Rizal on Reform and Revolution (part 1 of 4)

Rizal on Reform and Revolution (part 1 of 4)

by Levy Abad

Almost a third of the seventeenth century, prior to the birth of Jose Rizal, constituted the history of the French Revolution. The great ideas of the French Revolution like equality, liberty, and fraternity were concepts that were antithetical to the worldview engendered by the feudal order predominant during the Spanish rule. Under this rule, there were two major contending classes that shaped society: few feudal lords that controlled the land and the vast numbers of serfs or peasants that tilled the land for a pittance. The conflict between these two classes gave birth to the ideas of the French Revolution; and thereafter, influenced the history and worldview during the time of Rizal. Even Andres Bonifacio himself read and studied the French Revolution from which he got the clandestine conduct of the Katipunan. Bonifacio was a follower of Rizal.
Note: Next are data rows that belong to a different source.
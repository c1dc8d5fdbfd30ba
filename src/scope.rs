//! Scopes: named, nestable groups of tests and lifecycle hooks.
//!
//! Declaration is execution. A scope's body is evaluated the instant the
//! scope is declared, and every registration inside it — helpers, hooks,
//! tests, child scopes — takes effect in exactly the order written. There
//! is no collect-then-run phase: `test(...)` runs the test before it
//! returns, against the capability state accumulated so far. A helper
//! defined after a test in the same scope is therefore unavailable to
//! that earlier test, even though both appear in the same block.

use crate::capability::Capabilities;
use crate::case;
use crate::context::TestContext;
use crate::errors::{HelperResult, SourceLocation, TestResult};
use crate::session::Session;

pub struct Scope<'a, 's> {
    session: &'a mut Session<'s>,
    name: String,
    caps: Capabilities,
}

impl<'a, 's> Scope<'a, 's> {
    pub(crate) fn root(session: &'a mut Session<'s>, name: &str) -> Self {
        Self {
            session,
            name: name.to_string(),
            caps: Capabilities::new(),
        }
    }

    /// The scope's name, empty when unnamed.
    pub fn name(&self) -> &str {
        &self.name
    }

    /// Registers a named helper routine, available from this point on to
    /// tests and child scopes declared in this scope.
    pub fn helper<F>(&mut self, name: &str, helper: F)
    where
        F: Fn(&mut TestContext) -> HelperResult + 'static,
    {
        self.caps.add_helper(name, helper);
    }

    /// Appends a setup action, run before each subsequently declared
    /// test's body.
    pub fn setup<F>(&mut self, hook: F)
    where
        F: Fn(&mut TestContext) -> TestResult + 'static,
    {
        self.caps.add_setup(hook);
    }

    /// Appends a teardown action, run after each subsequently declared
    /// test's body.
    pub fn teardown<F>(&mut self, hook: F)
    where
        F: Fn(&mut TestContext) -> TestResult + 'static,
    {
        self.caps.add_teardown(hook);
    }

    /// Declares a test and, iff selected, runs it immediately with a
    /// snapshot of the capability state accumulated so far. Helpers and
    /// hooks registered after this call are not visible to it.
    #[track_caller]
    pub fn test<F>(&mut self, name: &str, body: F)
    where
        F: FnOnce(&mut TestContext) -> TestResult,
    {
        let declared_at = SourceLocation::caller();
        let snapshot = self.caps.snapshot();
        case::run_case(self.session, name, snapshot, declared_at, body);
    }

    /// Declares a child scope seeded with a snapshot of the capability
    /// state accumulated so far, and runs it immediately. The child's own
    /// registrations are independent of this scope from that point on.
    ///
    /// Nested scopes do not consult the scope selector: reaching this
    /// declaration means the root-level enclosing scope was already
    /// selected, and selection latches downward.
    pub fn scope<F>(&mut self, name: &str, body: F)
    where
        F: FnOnce(&mut Scope<'_, 's>),
    {
        let snapshot = self.caps.snapshot();
        let mut child = Scope {
            session: &mut *self.session,
            name: name.to_string(),
            caps: snapshot,
        };
        body(&mut child);
    }
}
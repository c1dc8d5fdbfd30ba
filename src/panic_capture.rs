//! Panic interception for the test boundary.
//!
//! A process-wide hook (installed once, panic hooks are inherently
//! global) records the panic site, the payload message, and a forced
//! backtrace into a thread-local slot while a capture guard is active.
//! Outside a guard the previous hook runs untouched, so panics in code
//! that is not under test keep their normal reporting.

use std::backtrace::Backtrace;
use std::cell::{Cell, RefCell};
use std::panic;

use once_cell::sync::Lazy;

use crate::errors::SourceLocation;

pub(crate) struct CapturedPanic {
    pub message: String,
    pub location: Option<SourceLocation>,
    pub trace: String,
}

thread_local! {
    static CAPTURE_DEPTH: Cell<usize> = Cell::new(0);
    static LAST_PANIC: RefCell<Option<CapturedPanic>> = RefCell::new(None);
}

static HOOK: Lazy<()> = Lazy::new(|| {
    let previous = panic::take_hook();
    panic::set_hook(Box::new(move |info| {
        let capturing = CAPTURE_DEPTH.with(|depth| depth.get() > 0);
        if !capturing {
            previous(info);
            return;
        }
        let message = if let Some(s) = info.payload().downcast_ref::<&str>() {
            s.to_string()
        } else if let Some(s) = info.payload().downcast_ref::<String>() {
            s.clone()
        } else {
            "panicked".to_string()
        };
        let location = info.location().map(SourceLocation::from);
        let trace = Backtrace::force_capture().to_string();
        LAST_PANIC.with(|slot| {
            *slot.borrow_mut() = Some(CapturedPanic {
                message,
                location,
                trace,
            });
        });
    }));
});

/// Installs the capture hook. Idempotent.
pub(crate) fn install() {
    Lazy::force(&HOOK);
}

/// Keeps capture active while in scope. Guards nest: a unit-load guard
/// stays active around the test-level guards inside it.
pub(crate) struct CaptureGuard(());

impl Drop for CaptureGuard {
    fn drop(&mut self) {
        CAPTURE_DEPTH.with(|depth| depth.set(depth.get() - 1));
    }
}

pub(crate) fn guard() -> CaptureGuard {
    CAPTURE_DEPTH.with(|depth| depth.set(depth.get() + 1));
    CaptureGuard(())
}

/// Takes the most recent captured panic, clearing the slot.
pub(crate) fn take_last() -> Option<CapturedPanic> {
    LAST_PANIC.with(|slot| slot.borrow_mut().take())
}
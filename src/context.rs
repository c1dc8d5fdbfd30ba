//! The test execution context.
//!
//! A container for everything a running body might need: the helpers
//! inherited through the capability snapshot, the test's own mutable
//! scratch state shared between hooks and body, and the assertion
//! operations. Each test gets a fresh context; nothing here outlives the
//! test it belongs to.

use std::collections::BTreeMap;
use std::rc::Rc;

use crate::capability::HelperMap;
use crate::errors::{HelperResult, Signal, TestResult};
use crate::value::Value;

pub struct TestContext {
    name: String,
    helpers: HelperMap,
    scratch: BTreeMap<String, Value>,
}

impl TestContext {
    pub(crate) fn new(name: impl Into<String>, helpers: HelperMap) -> Self {
        Self {
            name: name.into(),
            helpers,
            scratch: BTreeMap::new(),
        }
    }

    /// The name of the running test, empty when unnamed.
    pub fn name(&self) -> &str {
        &self.name
    }

    // =====================
    // Helpers
    // =====================

    /// True when a helper with this name is in scope.
    pub fn has_helper(&self, name: &str) -> bool {
        self.helpers.contains_key(name)
    }

    /// Invokes an inherited helper by name.
    ///
    /// Calling a helper that is not in scope raises the unexpected
    /// signal, classifying the test as errored rather than failed.
    pub fn call(&mut self, name: &str) -> HelperResult {
        let helper = match self.helpers.get(name) {
            Some(helper) => Rc::clone(helper),
            None => {
                return Err(Box::new(Signal::unexpected(format!(
                    "no helper named `{}` in scope",
                    name
                ))))
            }
        };
        helper(self)
    }

    // =====================
    // Scratch state
    // =====================

    /// Stores a named value visible to this test's hooks and body.
    pub fn set(&mut self, name: impl Into<String>, value: impl Into<Value>) {
        self.scratch.insert(name.into(), value.into());
    }

    /// Reads a named value set earlier in this test, if any.
    pub fn get(&self, name: &str) -> Option<Value> {
        self.scratch.get(name).cloned()
    }

    // =====================
    // Assertions
    // =====================

    /// Fails the test when the value is falsy. The default message embeds
    /// the offending value.
    #[track_caller]
    pub fn assert(&self, value: impl Into<Value>, message: Option<&str>) -> TestResult {
        let value = value.into();
        if value.is_truthy() {
            return Ok(());
        }
        let message = match message {
            Some(message) => message.to_string(),
            None => format!("condition is not true: {:?}", value),
        };
        Err(Box::new(Signal::fail(message)))
    }

    /// Runs `body` and fails the test unless it raises an error
    /// downcastable to `E`. Raising nothing, or raising a different kind,
    /// both fail.
    #[track_caller]
    pub fn assert_raises<E, F>(&mut self, message: Option<&str>, body: F) -> TestResult
    where
        E: std::error::Error + 'static,
        F: FnOnce(&mut Self) -> TestResult,
    {
        match body(self) {
            Err(raised) if raised.downcast_ref::<E>().is_some() => Ok(()),
            _ => {
                let message = match message {
                    Some(message) => message.to_string(),
                    None => format!("block does not raise {}", std::any::type_name::<E>()),
                };
                Err(Box::new(Signal::fail(message)))
            }
        }
    }

    /// Unconditionally fails the test.
    #[track_caller]
    pub fn flunk(&self, message: Option<&str>) -> TestResult {
        Err(Box::new(Signal::fail(message.unwrap_or("flunked"))))
    }

    /// Unconditionally skips the test.
    #[track_caller]
    pub fn skip(&self) -> TestResult {
        Err(Box::new(Signal::skip()))
    }
}

#[cfg(test)]
mod tests {
    use super::*;
    use crate::capability::Capabilities;

    fn context_with(caps: &Capabilities) -> TestContext {
        TestContext::new("unit", caps.helpers.clone())
    }

    #[test]
    fn calling_a_known_helper_returns_its_value() {
        let mut caps = Capabilities::new();
        caps.add_helper("foo", |_| Ok(Value::from("foo")));
        let mut ctx = context_with(&caps);
        assert!(ctx.has_helper("foo"));
        assert_eq!(ctx.call("foo").unwrap(), Value::from("foo"));
    }

    #[test]
    fn calling_a_missing_helper_raises_the_unexpected_signal() {
        let caps = Capabilities::new();
        let mut ctx = context_with(&caps);
        let err = ctx.call("bar").unwrap_err();
        let signal = err.downcast_ref::<Signal>().unwrap();
        assert!(matches!(signal, Signal::Unexpected { .. }));
    }

    #[test]
    fn assert_fails_with_a_message_embedding_the_value() {
        let caps = Capabilities::new();
        let ctx = context_with(&caps);
        let err = ctx.assert(false, None).unwrap_err();
        let signal = err.downcast_ref::<Signal>().unwrap();
        assert!(matches!(signal, Signal::Fail { .. }));
        assert_eq!(signal.to_string(), "condition is not true: Bool(false)");
    }

    #[test]
    fn assert_raises_matches_the_error_kind() {
        let caps = Capabilities::new();
        let mut ctx = context_with(&caps);

        // The expected kind was raised.
        ctx.assert_raises::<std::num::ParseIntError, _>(None, |_| {
            "nope".parse::<i32>()?;
            Ok(())
        })
        .unwrap();

        // Nothing raised.
        let err = ctx
            .assert_raises::<std::num::ParseIntError, _>(None, |_| Ok(()))
            .unwrap_err();
        assert!(err.to_string().starts_with("block does not raise"));

        // A different kind raised.
        let err = ctx
            .assert_raises::<std::num::ParseIntError, _>(None, |c| c.flunk(None))
            .unwrap_err();
        assert!(matches!(
            err.downcast_ref::<Signal>(),
            Some(Signal::Fail { .. })
        ));
    }
}
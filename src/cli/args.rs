//! Defines the command-line arguments for a Canopy harness binary.
//!
//! This module uses the `clap` crate with its "derive" feature to create a
//! declarative and type-safe argument parsing structure. Flags layer over
//! the `CANOPY_*` environment variables; a flag wins when both are given.

use clap::Parser;

use crate::config::RunConfig;

/// The main CLI argument structure.
#[derive(Debug, Parser)]
#[command(
    name = "canopy",
    version,
    about = "A minimal scope-based test harness with eager execution."
)]
pub struct CanopyArgs {
    /// Glob pattern selecting which registered units to load.
    pub pattern: Option<String>,

    /// Run only the root-level scope with exactly this name.
    #[arg(long)]
    pub scope: Option<String>,

    /// Run only tests with exactly this name.
    #[arg(long)]
    pub test: Option<String>,

    /// Show captured execution traces with each reported failure.
    #[arg(long)]
    pub backtrace: bool,

    /// Disable colored output.
    #[arg(long)]
    pub no_color: bool,
}

impl CanopyArgs {
    /// Layers these arguments over an environment-derived configuration.
    pub fn apply(&self, mut config: RunConfig) -> RunConfig {
        if self.scope.is_some() {
            config.scope_filter = self.scope.clone();
        }
        if self.test.is_some() {
            config.test_filter = self.test.clone();
        }
        if self.backtrace {
            config.show_backtrace = true;
        }
        if self.no_color {
            config.use_colors = false;
        }
        config
    }
}
//! Progress sinks for the marker stream.
//!
//! One character is emitted synchronously as each test completes: `.` for
//! passed, `F` for failed, `S` for skipped, `E` for errored (and for a
//! unit that fails to load). `StdoutSink` colorizes markers for the CLI;
//! `OutputBuffer` collects them into a string for testing or programmatic
//! capture.

use std::io::Write;

use termcolor::{Color, ColorChoice, ColorSpec, StandardStream, WriteColor};

use crate::session::ProgressSink;

/// StdoutSink: writes colored markers to stdout, flushing after each so
/// progress is visible while the run executes.
pub struct StdoutSink {
    stream: StandardStream,
}

impl StdoutSink {
    pub fn new(use_colors: bool) -> Self {
        let choice = if use_colors {
            ColorChoice::Auto
        } else {
            ColorChoice::Never
        };
        Self {
            stream: StandardStream::stdout(choice),
        }
    }
}

impl ProgressSink for StdoutSink {
    fn marker(&mut self, marker: char) {
        let _ = self
            .stream
            .set_color(ColorSpec::new().set_fg(marker_color(marker)));
        let _ = write!(self.stream, "{}", marker);
        let _ = self.stream.reset();
        let _ = self.stream.flush();
    }
}

/// OutputBuffer: collects markers into a String.
#[derive(Debug, Default)]
pub struct OutputBuffer {
    markers: String,
}

impl OutputBuffer {
    pub fn new() -> Self {
        Self::default()
    }

    pub fn markers(&self) -> &str {
        &self.markers
    }
}

impl ProgressSink for OutputBuffer {
    fn marker(&mut self, marker: char) {
        self.markers.push(marker);
    }
}

fn marker_color(marker: char) -> Option<Color> {
    match marker {
        '.' => Some(Color::Green),
        'F' | 'E' => Some(Color::Red),
        'S' => Some(Color::Yellow),
        _ => None,
    }
}

#[cfg(test)]
mod tests {
    use super::*;

    #[test]
    fn the_buffer_records_markers_in_order() {
        let mut buffer = OutputBuffer::new();
        buffer.marker('.');
        buffer.marker('F');
        buffer.marker('S');
        assert_eq!(buffer.markers(), ".FS");
    }
}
Who was Jose Rizal? Dr. Jose Rizal is the National Hero of the Philippines. Rizal wrote the two famous novels titled Noli Me Tangere (‘Touch Me Not’) and El Filibusterismo (‘The Filibuster,’ or ‘the Subversive’). If Rizal wrote a novel titled “Or Else” between his two novels, then I think the confusion regarding his stance on the revolution would be clarified. Renato Constantino, in his 1968 essay “Veneration Without Understanding,” pointed out that Rizal was just propped up by the U.S. colonial government as a tool to pacify the revolutionary aspiration of the Filipino people by playing up his reformist calls. Ambeth Ocampo wrote in his newspaper column “Reform and Revolution” (Philippine Daily Inquirer, January 19, 2012) that, “Constantino argued that Rizal was an American sponsored hero, citing without any documentary proof an alleged Philippine Commission meeting where the American colonial government chose Rizal as the foremost national hero because he was nonviolent and reformist, unlike Bonifacio or [Emilio] Aguinaldo.” Granting that there was no documentary proof, any colonial power would have not fostered a known revolutionary like Bonifacio, but would have instead chosen a milder one who would serve the colonial design. A colonial power could also foster a leader with conflicting attitude regarding the issue as this would be a good tool for sowing confusion. My personal take on this is, given the conflicting ideas about Rizal, what was decisive and more important was his practice. If his intention was to depart for Cuba to serve Spanish colonial interest, this was proof enough of where he stood on the matter.

In the same column, Ambeth Ocampo argued that “what Constantino conveniently left out are that Rizal was considered a hero in his lifetime; that he was an honorary president of the Katipunan; that his picture was displayed during Katipunan meetings; and that his name was one of the passwords of the Katipunan. Then of course, the annual commemoration of Rizal’s death each year in December 30 was started by Aguinaldo’s shortlived First Philippine Republic in 1898 (before the American colonial period and continues to our day).”

Jose Maria Sison, a known leader of the revolutionary movement in the Philippines from 1968 up to the present, also expressed some crucial points regarding the matter. If I am not mistaken in my grasp of it, we cannot judge the ideas of Jose Rizal out of the context since doing this will be unfair. The ideas of Rizal exposed the ills of Spanish colonial rule. Rizal’s reformism prepared the condition and set the stage for the revolution to grow.

In his book Struggle for National Democracy (1967), Sison wrote a piece titled “Rizal, The Subversive,” in which he saw Rizal as a leading representative of the “left wing” of the middle class, developing his own “nationalist sentiment and consciousness.” Elmer A. Ordonez, in “Rizal and the Literature of the Left,” quoted Sison: “What made Rizal a progressive and a radical of his own time was his ultimate recognition that the liberties of the individual could be realized only if the nation as a whole, particularly the masses, would be uplifted and enjoy more freedom from an overwhelming system of clerical authoritarians and anti-liberals who represented what was long considered backward in the northern parts of Europe.” Ordonez added that Sison emphasized that Rizal’s novels demonstrated that revolution was an offshoot of reform. The character of Ibarra showed his frustration in reformist efforts, but the other forces represented by Elias, struggled to fight the oppressors. In Noli Me Tangere, Pilosopo Tasyo told Ibarra: “Change will ultimately come with the coming of fresh ideas from abroad.”